L’Ozempic entraîne une réduction de poids chez les hommes gays et bisexuels en surpoids.
L’Ozempic fait fondre les “bears” dans la communauté LGBTQ+
L’Ozempic, un médicament utilisé pour le traitement du diabète de type 2, suscite un intérêt croissant au sein de la communauté gay et bi, notamment parmi les hommes enrobés et poilus, souvent désignés sous le terme de “bears”. Ce phénomène a été mis en lumière lors de l’événement Bear Summer Berlin, où de nombreux participants ont partagé leurs expériences et réflexions sur l’utilisation de ce médicament.
Thomas, un “ours” berlinois, a souligné que la communauté des “ours” reste inclusive, affirmant : « Fondamentalement, tout le monde peut faire partie de la communauté des ‘ours’ : même les hommes qui n’ont pas les attributs des ursidés peuvent se sentir accueillis et inclus dans notre communauté. »
Sascha Osmialowski, DJ et membre de la communauté, a ajouté que chez les “ours”, « on peut vieillir, avoir des cheveux gris, prendre quelques kilos et se sentir toujours le bienvenu. » Cette inclusivité est une valeur fondamentale pour de nombreux membres de cette communauté, qui valorise la diversité des corps et des âges.
Les statistiques sur l’usage de l’Ozempic dans le cadre de la gestion du poids au sein de cette population restent encore peu documentées.
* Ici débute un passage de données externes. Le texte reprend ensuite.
use crate::error::AppError;
use harmonic_colors::{ImageSize, Rect, Rgb};
use serde::{Deserialize, Serialize};
use std::path::Path;

/// An image described as solid rectangular color patches.
///
/// Patches are painted in list order: where two overlap, only the later
/// one is visible.
#[derive(Debug, Clone, PartialEq, Deserialize, Serialize)]
pub struct SwatchMap {
    pub width: u32,
    pub height: u32,

    #[serde(default)]
    pub patches: Vec<Patch>,
}

/// One solid-color rectangle of a [`SwatchMap`]
#[derive(Debug, Clone, Copy, PartialEq, Deserialize, Serialize)]
pub struct Patch {
    pub color: Rgb,
    pub rect: Rect,
}

impl SwatchMap {
    /// Load a map from disk. `.json` files are parsed as JSON, anything
    /// else as YAML.
    pub fn load(path: &Path) -> Result<Self, AppError> {
        let content = std::fs::read_to_string(path)?;
        let is_json = path
            .extension()
            .is_some_and(|ext| ext.eq_ignore_ascii_case("json"));
        let map = if is_json {
            Self::from_json_str(&content)?
        } else {
            Self::from_yaml_str(&content)?
        };
        tracing::info!(
            path = %path.display(),
            width = map.width,
            height = map.height,
            patches = map.patches.len(),
            "Loaded swatch map"
        );
        Ok(map)
    }

    pub fn from_yaml_str(content: &str) -> Result<Self, AppError> {
        let map: Self = serde_yaml::from_str(content)?;
        map.validate()?;
        Ok(map)
    }

    pub fn from_json_str(content: &str) -> Result<Self, AppError> {
        let map: Self = serde_json::from_str(content)?;
        map.validate()?;
        Ok(map)
    }

    pub fn size(&self) -> ImageSize {
        ImageSize::new(self.width, self.height)
    }

    fn validate(&self) -> Result<(), AppError> {
        if self.width == 0 || self.height == 0 {
            return Err(AppError::InvalidMap(format!(
                "dimensions must be positive, got {}x{}",
                self.width, self.height
            )));
        }
        let inverted = self
            .patches
            .iter()
            .find(|p| p.rect.right < p.rect.left || p.rect.bottom < p.rect.top);
        if let Some(patch) = inverted {
            return Err(AppError::InvalidMap(format!(
                "patch {} has inverted rect {}",
                patch.color, patch.rect
            )));
        }
        Ok(())
    }
}
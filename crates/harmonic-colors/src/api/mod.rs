//! Public API: configuration, the extractor, and their error type.

mod config;
mod error;
mod extractor;

pub use config::{ExtractionConfig, ExtractionConfigBuilder, RegionLayout, DEFAULT_RESIZE_AREA};
pub use error::ConfigError;
pub use extractor::{HarmonicColors, HarmonicExtractor};
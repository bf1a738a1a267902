//! Opaque 8-bit RGB color type
//!
//! Every color that enters or leaves the selection algorithms is an [`Rgb`]:
//! swatch colors, the chosen background, and both text colors. Conversions
//! into [`Hsl`](super::Hsl) and [`Lab`](super::Lab) always round back to
//! whole bytes, so results are valid opaque colors by construction.

use std::fmt;
use std::str::FromStr;

use super::error::ParseColorError;
use super::lab::Lab;

/// A fully opaque sRGB color with 8-bit channels.
#[derive(Debug, Clone, Copy, PartialEq, Eq, Hash)]
#[cfg_attr(feature = "serde", derive(serde::Serialize, serde::Deserialize))]
#[cfg_attr(feature = "serde", serde(try_from = "String", into = "String"))]
pub struct Rgb {
    /// Red channel (0..=255)
    pub r: u8,
    /// Green channel (0..=255)
    pub g: u8,
    /// Blue channel (0..=255)
    pub b: u8,
}

impl Rgb {
    /// Pure black.
    pub const BLACK: Rgb = Rgb::new(0, 0, 0);
    /// Pure white.
    pub const WHITE: Rgb = Rgb::new(255, 255, 255);

    /// Create a color from individual channels.
    #[inline]
    pub const fn new(r: u8, g: u8, b: u8) -> Self {
        Self { r, g, b }
    }

    /// Create a color from a packed `0xRRGGBB` value. Bits above the low
    /// 24 are ignored.
    ///
    /// # Example
    /// ```
    /// use harmonic_colors::Rgb;
    /// assert_eq!(Rgb::from_u32(0x3366cc), Rgb::new(0x33, 0x66, 0xcc));
    /// ```
    #[inline]
    pub const fn from_u32(packed: u32) -> Self {
        Self {
            r: (packed >> 16) as u8,
            g: (packed >> 8) as u8,
            b: packed as u8,
        }
    }

    /// Pack into `0xRRGGBB`.
    #[inline]
    pub const fn to_u32(self) -> u32 {
        (self.r as u32) << 16 | (self.g as u32) << 8 | self.b as u32
    }

    /// Shift the CIE LAB lightness by `amount`, clamping L to `0..=100`.
    ///
    /// Hue and chroma (the `a`/`b` axes) are preserved; the result is
    /// rounded back into gamut.
    ///
    /// # Example
    /// ```
    /// use harmonic_colors::Rgb;
    /// let darker = Rgb::new(120, 160, 200).shift_lightness(-20.0);
    /// assert!(darker.r < 120 && darker.g < 160 && darker.b < 200);
    /// ```
    pub fn shift_lightness(self, amount: f64) -> Rgb {
        let lab = Lab::from(self);
        let l = (lab.l + amount).clamp(0.0, 100.0);
        Rgb::from(Lab::new(l, lab.a, lab.b))
    }
}

impl fmt::Display for Rgb {
    fn fmt(&self, f: &mut fmt::Formatter<'_>) -> fmt::Result {
        write!(f, "#{:02x}{:02x}{:02x}", self.r, self.g, self.b)
    }
}

impl FromStr for Rgb {
    type Err = ParseColorError;

    /// Parse a color from a hex string.
    ///
    /// Supports `#RRGGBB`, `RRGGBB`, `#RGB` and `RGB`. Parsing is
    /// case-insensitive and surrounding whitespace is trimmed.
    fn from_str(s: &str) -> Result<Self, Self::Err> {
        let s = s.trim();
        let s = s.strip_prefix('#').unwrap_or(s);

        if !s.is_ascii() || !matches!(s.len(), 3 | 6) {
            return Err(ParseColorError::InvalidLength);
        }
        // from_str_radix alone would accept a leading '+'
        if let Some(c) = s.chars().find(|c| !c.is_ascii_hexdigit()) {
            return Err(ParseColorError::InvalidDigit(c));
        }

        match s.len() {
            3 => {
                // Shorthand: expand each digit by multiplying by 17 (0xF -> 0xFF)
                let r = u8::from_str_radix(&s[0..1], 16)? * 17;
                let g = u8::from_str_radix(&s[1..2], 16)? * 17;
                let b = u8::from_str_radix(&s[2..3], 16)? * 17;
                Ok(Self::new(r, g, b))
            }
            6 => {
                let r = u8::from_str_radix(&s[0..2], 16)?;
                let g = u8::from_str_radix(&s[2..4], 16)?;
                let b = u8::from_str_radix(&s[4..6], 16)?;
                Ok(Self::new(r, g, b))
            }
            _ => Err(ParseColorError::InvalidLength),
        }
    }
}

impl TryFrom<String> for Rgb {
    type Error = ParseColorError;

    fn try_from(value: String) -> Result<Self, Self::Error> {
        value.parse()
    }
}

impl From<Rgb> for String {
    fn from(color: Rgb) -> Self {
        color.to_string()
    }
}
Cependant, le débat autour de l’impact de ce médicament sur l’image corporelle et la santé mentale des utilisateurs est de plus en plus présent dans les discussions communautaires.
L’utilisation croissante de l’Ozempic parmi les hommes “bears” pourrait avoir des implications sur la perception de la beauté et de l’acceptation dans cette communauté, soulignant un changement potentiel dans les normes de santé et de bien-être.